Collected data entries
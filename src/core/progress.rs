//! Download progress reporting

use std::time::{Duration, Instant};

/// Progress of one media download
#[derive(Debug, Clone)]
pub struct Progress {
    /// Size announced by the server, `0` when unknown
    pub total_size: u64,
    /// Bytes written so far
    pub downloaded_size: u64,
    /// Bytes per second since the download started
    pub speed: Option<f64>,
    /// Estimated time remaining; needs a known total
    pub eta: Option<Duration>,
    /// Time when download started
    pub start_time: Instant,
}

impl Progress {
    /// Start tracking a download of `total_size` bytes (`0` if unknown)
    pub fn new(total_size: u64) -> Self {
        Self {
            total_size,
            downloaded_size: 0,
            speed: None,
            eta: None,
            start_time: Instant::now(),
        }
    }

    /// Record the new byte count
    pub fn update(&mut self, downloaded_size: u64) {
        self.downloaded_size = downloaded_size;

        let elapsed = self.start_time.elapsed().as_secs_f64();
        if elapsed <= 0.0 {
            return;
        }
        let speed = downloaded_size as f64 / elapsed;
        self.speed = Some(speed);
        self.eta = match self.total_size.checked_sub(downloaded_size) {
            Some(remaining) if speed > 0.0 && self.total_size > 0 => {
                Some(Duration::from_secs_f64(remaining as f64 / speed))
            }
            _ => None,
        };
    }

    /// Completion percentage, when the total is known
    pub fn percent(&self) -> Option<f64> {
        if self.total_size == 0 {
            return None;
        }
        Some((self.downloaded_size as f64 / self.total_size as f64 * 100.0).min(100.0))
    }

    /// Check if download is complete
    pub fn is_complete(&self) -> bool {
        self.total_size > 0 && self.downloaded_size >= self.total_size
    }

    /// One-line summary, e.g. `1.5 MB / 3.0 MB at 512.0 KB/s, ETA 3s`
    pub fn summary(&self) -> String {
        let mut line = format_bytes(self.downloaded_size);
        if self.total_size > 0 {
            line.push_str(&format!(" / {}", format_bytes(self.total_size)));
        }
        if let Some(speed) = self.speed {
            line.push_str(&format!(" at {}", format_bytes_per_second(speed)));
        }
        if let Some(eta) = self.eta {
            line.push_str(&format!(", ETA {}", format_duration(eta)));
        }
        line
    }
}

/// Format bytes as human-readable string
pub fn format_bytes(bytes: u64) -> String {
    const UNITS: &[&str] = &["B", "KB", "MB", "GB", "TB"];
    const THRESHOLD: f64 = 1024.0;

    if bytes == 0 {
        return "0 B".to_string();
    }

    let bytes_f64 = bytes as f64;
    let exp = ((bytes_f64.ln() / THRESHOLD.ln()).floor() as usize).min(UNITS.len() - 1);
    if exp == 0 {
        return format!("{} B", bytes);
    }
    format!("{:.1} {}", bytes_f64 / THRESHOLD.powi(exp as i32), UNITS[exp])
}

/// Format bytes per second as human-readable string
pub fn format_bytes_per_second(bytes_per_second: f64) -> String {
    format!("{}/s", format_bytes(bytes_per_second as u64))
}

/// Format duration as human-readable string
pub fn format_duration(duration: Duration) -> String {
    let total_seconds = duration.as_secs();
    let (hours, minutes, seconds) = (
        total_seconds / 3600,
        (total_seconds % 3600) / 60,
        total_seconds % 60,
    );

    match (hours, minutes, seconds) {
        (0, 0, s) => format!("{}s", s),
        (0, m, 0) => format!("{}m", m),
        (0, m, s) => format!("{}m {}s", m, s),
        (h, 0, _) => format!("{}h", h),
        (h, m, _) => format!("{}h {}m", h, m),
    }
}

#[cfg(test)]
mod tests {
    use super::*;
    use std::thread;

    #[test]
    fn test_progress_known_total() {
        let mut progress = Progress::new(1000);
        assert_eq!(progress.percent(), Some(0.0));
        assert!(!progress.is_complete());

        thread::sleep(Duration::from_millis(20));
        progress.update(500);
        assert_eq!(progress.percent(), Some(50.0));
        assert!(progress.speed.unwrap() > 0.0);
        assert!(progress.eta.is_some());

        progress.update(1000);
        assert!(progress.is_complete());
        assert_eq!(progress.percent(), Some(100.0));
    }

    #[test]
    fn test_progress_unknown_total() {
        let mut progress = Progress::new(0);
        thread::sleep(Duration::from_millis(20));
        progress.update(2048);
        assert_eq!(progress.percent(), None);
        assert!(progress.eta.is_none());
        assert!(!progress.is_complete());
        assert!(progress.summary().starts_with("2.0 KB at "));
    }

    #[test]
    fn test_format_bytes() {
        assert_eq!(format_bytes(0), "0 B");
        assert_eq!(format_bytes(1023), "1023 B");
        assert_eq!(format_bytes(1536), "1.5 KB");
        assert_eq!(format_bytes(1048576), "1.0 MB");
    }

    #[test]
    fn test_format_duration() {
        assert_eq!(format_duration(Duration::from_secs(30)), "30s");
        assert_eq!(format_duration(Duration::from_secs(60)), "1m");
        assert_eq!(format_duration(Duration::from_secs(90)), "1m 30s");
        assert_eq!(format_duration(Duration::from_secs(3600)), "1h");
        assert_eq!(format_duration(Duration::from_secs(3660)), "1h 1m");
    }
}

▸ Work to complete
Read the entries above and find each line holding the word "elapsed". Copy it out.

▸ Result
        let elapsed = self.start_time.elapsed().as_secs_f64();
        if elapsed <= 0.0 {
        let speed = downloaded_size as f64 / elapsed;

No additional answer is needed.